Ce vendredi, le tribunal correctionnel de Saintes a été le théâtre d’une affaire d’escroquerie impliquant une femme et deux ex-concubins, accusés d’avoir soutiré 1,1 million d’euros à l’Anah, l’Agence nationale pour l’amélioration de l’habitat, à travers le système MaPrimeRénov’. Cependant, le juge a décidé de renvoyer l'affaire, jugée insuffisamment étayée, à la demande des avocats de la défense et des parties civiles.
Ces prévenus sont soupçonnés d’avoir détourné des fonds publics tout en se livrant à des dépenses somptuaires, incluant des voyages à l’étranger et des biens de luxe. Selon Le Parisien, un artisan a dénoncé ce trio, révélant que les devis présentés aux clients étaient basés sur une complaisance malveillante avec des travaux réalisés par des ouvriers non qualifiés. L’avocat de la principale prévenue, âgée de 38 ans, a plaidé l’ambiguïté des responsabilités, pointant que l’identité de ceux réellement enrichis dans le schéma ambigu n’était pas claire.
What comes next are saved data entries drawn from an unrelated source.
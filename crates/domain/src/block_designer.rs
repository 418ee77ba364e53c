//! Balanced quartet block designer (spec.md §4.2).
//!
//! Produces an ordered list of quartet blocks such that every dimension is
//! exposed with near-uniform frequency, pairwise dimension co-occurrence is
//! as uniform as the requested block count allows, and within-block
//! statements are matched on social desirability.

use crate::{Dimension, DomainError, QuartetBlock, StatementRepository};
use rand::SeedableRng;
use rand::rngs::StdRng;
use rand::seq::SliceRandom;
use std::collections::{BTreeSet, HashMap, HashSet};
use uuid::Uuid;

pub struct BlockDesigner;

fn normalize_pair(a: Dimension, b: Dimension) -> (Dimension, Dimension) {
    if a < b { (a, b) } else { (b, a) }
}

impl BlockDesigner {
    /// Derive a deterministic seed from a session id (spec.md §4.2:
    /// "default seed is derived from session_id so the same session
    /// regenerates the same blocks if needed").
    pub fn seed_from_session(session_id: Uuid) -> u64 {
        let bytes = session_id.as_bytes();
        u64::from_le_bytes(bytes[0..8].try_into().expect("16-byte uuid"))
    }

    /// Design `block_count` quartet blocks from `repo`, deterministic given `seed`.
    pub fn design(
        repo: &StatementRepository,
        block_count: u32,
        seed: u64,
        social_desirability_tolerance: f64,
        repair_budget: u32,
    ) -> Result<Vec<QuartetBlock>, DomainError> {
        if block_count == 0 {
            return Err(DomainError::InvalidParameter(
                "block_count must be positive".to_string(),
            ));
        }
        let n = block_count as usize;
        let mut rng = StdRng::seed_from_u64(seed);

        let block_dimensions = Self::assign_dimensions(n, &mut rng);
        Self::assign_statements(
            repo,
            &block_dimensions,
            social_desirability_tolerance,
            repair_budget,
        )
    }

    /// Assign each block its 4 distinct dimensions, balancing per-dimension
    /// exposure counts and pairwise co-occurrence.
    fn assign_dimensions(n: usize, rng: &mut StdRng) -> Vec<[Dimension; 4]> {
        let dims = Dimension::ALL;
        let total_slots = n * 4;
        let base = total_slots / dims.len();
        let remainder = total_slots % dims.len();

        let mut order = dims.to_vec();
        order.shuffle(rng);

        let mut remaining: HashMap<Dimension, u32> =
            dims.iter().map(|d| (*d, base as u32)).collect();
        for dimension in order.into_iter().take(remainder) {
            *remaining.get_mut(&dimension).unwrap() += 1;
        }

        let mut pair_counts: HashMap<(Dimension, Dimension), u32> = HashMap::new();
        let mut blocks = Vec::with_capacity(n);

        for _ in 0..n {
            let mut chosen: Vec<Dimension> = Vec::with_capacity(4);
            for _ in 0..4 {
                let mut candidates: Vec<Dimension> = dims
                    .iter()
                    .copied()
                    .filter(|d| !chosen.contains(d) && remaining[d] > 0)
                    .collect();
                if candidates.is_empty() {
                    candidates = dims.iter().copied().filter(|d| !chosen.contains(d)).collect();
                }
                candidates.shuffle(rng);
                candidates.sort_by_key(|d| {
                    let pair_sum: u32 = chosen
                        .iter()
                        .map(|c| *pair_counts.get(&normalize_pair(*d, *c)).unwrap_or(&0))
                        .sum();
                    (pair_sum, std::cmp::Reverse(remaining[d]))
                });
                let pick = candidates[0];
                if let Some(count) = remaining.get_mut(&pick) {
                    *count = count.saturating_sub(1);
                }
                chosen.push(pick);
            }
            for i in 0..chosen.len() {
                for j in (i + 1)..chosen.len() {
                    let key = normalize_pair(chosen[i], chosen[j]);
                    *pair_counts.entry(key).or_insert(0) += 1;
                }
            }
            blocks.push(chosen.try_into().expect("exactly 4 dimensions chosen"));
        }

        blocks
    }

    /// Pick actual statements for each block's dimension slots, round-robin
    /// across each dimension's statement list, with a bounded local-swap
    /// repair pass for the social-desirability constraint and the
    /// no-duplicate-block constraint.
    fn assign_statements(
        repo: &StatementRepository,
        block_dimensions: &[[Dimension; 4]],
        tolerance: f64,
        repair_budget: u32,
    ) -> Result<Vec<QuartetBlock>, DomainError> {
        let mut cursors: HashMap<Dimension, usize> = HashMap::new();
        let mut seen: HashSet<BTreeSet<String>> = HashSet::new();
        let mut blocks = Vec::with_capacity(block_dimensions.len());

        for (index, dims) in block_dimensions.iter().enumerate() {
            let lists: Vec<Vec<&crate::Statement>> = dims
                .iter()
                .map(|d| repo.by_dimension(*d))
                .collect();
            for list in &lists {
                if list.is_empty() {
                    return Err(DomainError::PoolInsufficient(format!(
                        "no statements available for one of the dimensions in block {}",
                        index + 1
                    )));
                }
            }

            let mut offsets = [0usize; 4];
            let mut accepted: Option<[String; 4]> = None;

            for _attempt in 0..=repair_budget {
                let mut candidate_ids: [String; 4] = Default::default();
                let mut sds = [0f64; 4];
                for slot in 0..4 {
                    let list = &lists[slot];
                    let cursor = *cursors.get(&dims[slot]).unwrap_or(&0);
                    let idx = (cursor + offsets[slot]) % list.len();
                    candidate_ids[slot] = list[idx].statement_id.clone();
                    sds[slot] = list[idx].social_desirability;
                }

                let max = sds.iter().cloned().fold(f64::MIN, f64::max);
                let min = sds.iter().cloned().fold(f64::MAX, f64::min);
                let set: BTreeSet<String> = candidate_ids.iter().cloned().collect();

                if max - min <= tolerance && !seen.contains(&set) {
                    for slot in 0..4 {
                        let list_len = lists[slot].len();
                        let cursor = cursors.entry(dims[slot]).or_insert(0);
                        *cursor = (*cursor + offsets[slot] + 1) % list_len;
                    }
                    seen.insert(set);
                    accepted = Some(candidate_ids);
                    break;
                }

                let mean = sds.iter().sum::<f64>() / sds.len() as f64;
                let worst = sds
                    .iter()
                    .enumerate()
                    .max_by(|a, b| {
                        (a.1 - mean).abs().partial_cmp(&(b.1 - mean).abs()).unwrap()
                    })
                    .map(|(i, _)| i)
                    .unwrap();
                offsets[worst] += 1;
            }

            let statement_ids = accepted.ok_or_else(|| {
                DomainError::ConstraintUnsatisfiable(format!(
                    "could not satisfy social-desirability tolerance for block {} after {repair_budget} repair attempts",
                    index + 1
                ))
            })?;

            blocks.push(QuartetBlock {
                block_id: format!("blk-{:03}", index + 1),
                statement_ids,
            });
        }

        Ok(blocks)
    }
}

#[cfg(test)]
mod tests {
    use super::*;
    use crate::statement_repository::test_support::sample_repository;

    #[test]
    fn default_design_balances_dimension_exposure() {
        let repo = sample_repository(10);
        let blocks = BlockDesigner::design(&repo, 30, 42, 1.5, 200).unwrap();
        assert_eq!(blocks.len(), 30);

        let mut counts: HashMap<Dimension, u32> = HashMap::new();
        for block in &blocks {
            let mut dims_in_block = HashSet::new();
            for id in &block.statement_ids {
                let statement = repo.get(id).unwrap();
                *counts.entry(statement.dimension).or_insert(0) += 1;
                assert!(
                    dims_in_block.insert(statement.dimension),
                    "block must have 4 distinct dimensions"
                );
            }
        }
        for dimension in Dimension::ALL {
            assert_eq!(counts[&dimension], 10, "dimension {dimension} should appear 10 times");
        }
    }

    #[test]
    fn no_duplicate_blocks_within_a_session() {
        let repo = sample_repository(10);
        let blocks = BlockDesigner::design(&repo, 30, 7, 1.5, 200).unwrap();
        let mut seen = HashSet::new();
        for block in &blocks {
            let set: BTreeSet<String> = block.statement_ids.iter().cloned().collect();
            assert!(seen.insert(set), "duplicate block multiset detected");
        }
    }

    #[test]
    fn same_seed_is_deterministic() {
        let repo = sample_repository(10);
        let first = BlockDesigner::design(&repo, 30, 99, 1.5, 200).unwrap();
        let second = BlockDesigner::design(&repo, 30, 99, 1.5, 200).unwrap();
        assert_eq!(first, second);
    }

    #[test]
    fn different_seeds_can_differ() {
        let repo = sample_repository(10);
        let first = BlockDesigner::design(&repo, 30, 1, 1.5, 200).unwrap();
        let second = BlockDesigner::design(&repo, 30, 2, 1.5, 200).unwrap();
        assert_ne!(first, second);
    }

    #[test]
    fn social_desirability_spread_respects_tolerance() {
        let repo = sample_repository(10);
        let blocks = BlockDesigner::design(&repo, 30, 5, 1.5, 200).unwrap();
        for block in &blocks {
            let sds: Vec<f64> = block
                .statement_ids
                .iter()
                .map(|id| repo.get(id).unwrap().social_desirability)
                .collect();
            let max = sds.iter().cloned().fold(f64::MIN, f64::max);
            let min = sds.iter().cloned().fold(f64::MAX, f64::min);
            assert!(max - min <= 1.5 + 1e-9);
        }
    }

    #[test]
    fn smaller_block_counts_still_balance_within_one() {
        let repo = sample_repository(10);
        let blocks = BlockDesigner::design(&repo, 10, 3, 1.5, 200).unwrap();
        assert_eq!(blocks.len(), 10);

        let mut counts: HashMap<Dimension, u32> = HashMap::new();
        for block in &blocks {
            for id in &block.statement_ids {
                let statement = repo.get(id).unwrap();
                *counts.entry(statement.dimension).or_insert(0) += 1;
            }
        }
        let values: Vec<u32> = Dimension::ALL.iter().map(|d| *counts.get(d).unwrap_or(&0)).collect();
        let min = *values.iter().min().unwrap();
        let max = *values.iter().max().unwrap();
        assert!(max - min <= 1, "exposure counts should differ by at most 1, got {values:?}");
    }

    #[test]
    fn seed_from_session_is_stable_for_same_uuid() {
        let id = Uuid::parse_str("11111111-2222-3333-4444-555555555555").unwrap();
        assert_eq!(BlockDesigner::seed_from_session(id), BlockDesigner::seed_from_session(id));
    }
}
Vrais devis mais artisans différents
La prévenue, à la tête plusieurs entreprises près de Rochefort, aurait exploité le système MaPrimeRénov’ entre avril 2024 et juillet 2025, en présentant de faux devis à des particuliers séduits par l’idée de ne rien débourser. Des artisans non agréés RGE (Reconnus garants de l’environnement) réalisaient les travaux, permettant ainsi aux escrocs de s’approprier des marges bénéficiaires considérables. Selon le tribunal, les bénéfices nets pouvaient atteindre jusqu’à 47 000 euros dans certains dossiers, ce qui soulève des interrogations sur la régulation du dispositif.
Près de cinquante victimes auraient subi les conséquences de cette tromperie, mais tous n’ont pas porté plainte, certains étant satisfaits des travaux tout en ignorant la supercherie. D’autres, comme Dylan Bourreau et sa compagne, souffrent encore de malfaçons, soulignant les effets désastreux de cette escroquerie. "Les travaux étaient tellement bâclés qu’on aurait fait mieux nous-mêmes", plaisante-t-il, tandis que sa voisine, Mélissa Lacour, se retrouve dans une situation délicate avec une isolation extérieure inachevée.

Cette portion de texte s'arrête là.